- Directions for this task -
Among the entries below, how many lines hold the word "StateChanged"? Reply with the number only.

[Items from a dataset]
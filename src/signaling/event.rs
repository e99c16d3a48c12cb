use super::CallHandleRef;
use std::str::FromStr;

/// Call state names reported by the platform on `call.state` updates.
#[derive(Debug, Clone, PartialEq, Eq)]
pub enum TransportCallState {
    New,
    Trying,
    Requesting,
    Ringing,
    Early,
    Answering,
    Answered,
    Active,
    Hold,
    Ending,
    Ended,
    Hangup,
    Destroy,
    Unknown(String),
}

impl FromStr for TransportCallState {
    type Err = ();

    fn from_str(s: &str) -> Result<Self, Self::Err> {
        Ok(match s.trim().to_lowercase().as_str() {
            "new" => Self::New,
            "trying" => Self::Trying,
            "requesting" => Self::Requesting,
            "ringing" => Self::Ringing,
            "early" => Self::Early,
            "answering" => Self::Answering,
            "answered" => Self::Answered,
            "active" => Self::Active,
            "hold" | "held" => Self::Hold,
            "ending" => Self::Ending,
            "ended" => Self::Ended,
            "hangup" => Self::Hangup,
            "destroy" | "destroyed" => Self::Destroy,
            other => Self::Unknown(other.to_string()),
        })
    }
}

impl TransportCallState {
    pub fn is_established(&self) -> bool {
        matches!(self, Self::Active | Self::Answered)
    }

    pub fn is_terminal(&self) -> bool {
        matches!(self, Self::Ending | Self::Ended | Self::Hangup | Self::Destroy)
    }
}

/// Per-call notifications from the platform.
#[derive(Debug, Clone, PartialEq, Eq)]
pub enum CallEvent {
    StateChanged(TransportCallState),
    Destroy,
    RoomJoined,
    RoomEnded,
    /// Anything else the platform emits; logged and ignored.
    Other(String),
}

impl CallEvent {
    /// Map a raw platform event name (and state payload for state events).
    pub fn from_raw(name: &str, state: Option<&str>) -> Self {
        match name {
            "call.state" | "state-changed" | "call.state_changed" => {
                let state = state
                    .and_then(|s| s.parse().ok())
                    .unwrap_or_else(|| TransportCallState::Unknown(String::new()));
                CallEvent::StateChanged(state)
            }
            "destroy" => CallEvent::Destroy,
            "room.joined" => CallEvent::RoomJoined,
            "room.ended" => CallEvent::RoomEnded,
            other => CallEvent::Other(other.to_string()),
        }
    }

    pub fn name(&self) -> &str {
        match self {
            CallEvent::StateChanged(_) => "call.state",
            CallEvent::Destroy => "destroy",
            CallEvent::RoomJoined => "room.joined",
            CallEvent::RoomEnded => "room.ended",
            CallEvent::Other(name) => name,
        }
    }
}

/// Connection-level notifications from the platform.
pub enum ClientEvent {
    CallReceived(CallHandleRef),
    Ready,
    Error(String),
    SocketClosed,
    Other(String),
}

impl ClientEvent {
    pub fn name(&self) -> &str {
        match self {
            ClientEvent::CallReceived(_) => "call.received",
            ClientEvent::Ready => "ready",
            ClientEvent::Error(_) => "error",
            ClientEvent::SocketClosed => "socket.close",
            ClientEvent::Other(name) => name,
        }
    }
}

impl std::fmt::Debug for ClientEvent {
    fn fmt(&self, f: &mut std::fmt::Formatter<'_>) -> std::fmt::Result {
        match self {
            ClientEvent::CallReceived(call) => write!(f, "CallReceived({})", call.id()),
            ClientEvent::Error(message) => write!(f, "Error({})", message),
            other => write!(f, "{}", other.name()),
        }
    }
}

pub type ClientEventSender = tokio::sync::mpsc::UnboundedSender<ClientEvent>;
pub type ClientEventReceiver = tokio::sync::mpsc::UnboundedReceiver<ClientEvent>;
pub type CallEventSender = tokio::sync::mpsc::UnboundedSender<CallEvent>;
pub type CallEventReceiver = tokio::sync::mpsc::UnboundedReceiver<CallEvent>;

...

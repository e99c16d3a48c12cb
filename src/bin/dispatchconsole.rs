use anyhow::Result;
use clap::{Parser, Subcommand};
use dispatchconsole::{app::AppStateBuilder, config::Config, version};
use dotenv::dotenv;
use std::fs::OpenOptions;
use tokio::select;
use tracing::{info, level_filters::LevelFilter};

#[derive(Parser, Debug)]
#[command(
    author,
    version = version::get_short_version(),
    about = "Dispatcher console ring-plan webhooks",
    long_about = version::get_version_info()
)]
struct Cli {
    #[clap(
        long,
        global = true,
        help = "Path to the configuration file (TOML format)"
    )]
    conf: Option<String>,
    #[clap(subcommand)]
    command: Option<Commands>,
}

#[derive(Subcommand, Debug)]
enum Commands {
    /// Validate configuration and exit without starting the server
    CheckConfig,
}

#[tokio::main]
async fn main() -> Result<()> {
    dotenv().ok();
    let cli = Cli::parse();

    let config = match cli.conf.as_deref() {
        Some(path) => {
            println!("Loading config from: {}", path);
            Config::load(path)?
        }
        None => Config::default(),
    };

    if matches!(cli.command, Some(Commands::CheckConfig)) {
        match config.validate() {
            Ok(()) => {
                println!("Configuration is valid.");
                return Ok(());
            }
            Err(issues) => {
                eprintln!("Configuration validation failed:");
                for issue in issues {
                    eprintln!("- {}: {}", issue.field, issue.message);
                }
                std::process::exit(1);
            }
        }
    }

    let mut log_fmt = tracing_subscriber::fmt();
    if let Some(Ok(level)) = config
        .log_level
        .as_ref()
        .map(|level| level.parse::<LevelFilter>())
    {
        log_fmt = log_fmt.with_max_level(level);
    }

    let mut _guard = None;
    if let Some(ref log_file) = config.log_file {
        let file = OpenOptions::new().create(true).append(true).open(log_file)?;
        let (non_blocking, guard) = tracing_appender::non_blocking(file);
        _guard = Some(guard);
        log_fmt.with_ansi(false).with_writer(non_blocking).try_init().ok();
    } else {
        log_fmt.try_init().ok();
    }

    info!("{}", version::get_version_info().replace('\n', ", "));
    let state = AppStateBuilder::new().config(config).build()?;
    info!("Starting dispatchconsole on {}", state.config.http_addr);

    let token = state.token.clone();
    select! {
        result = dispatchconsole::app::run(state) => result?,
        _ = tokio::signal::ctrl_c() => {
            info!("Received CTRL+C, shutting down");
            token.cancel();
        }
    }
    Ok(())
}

- Output of the task -
3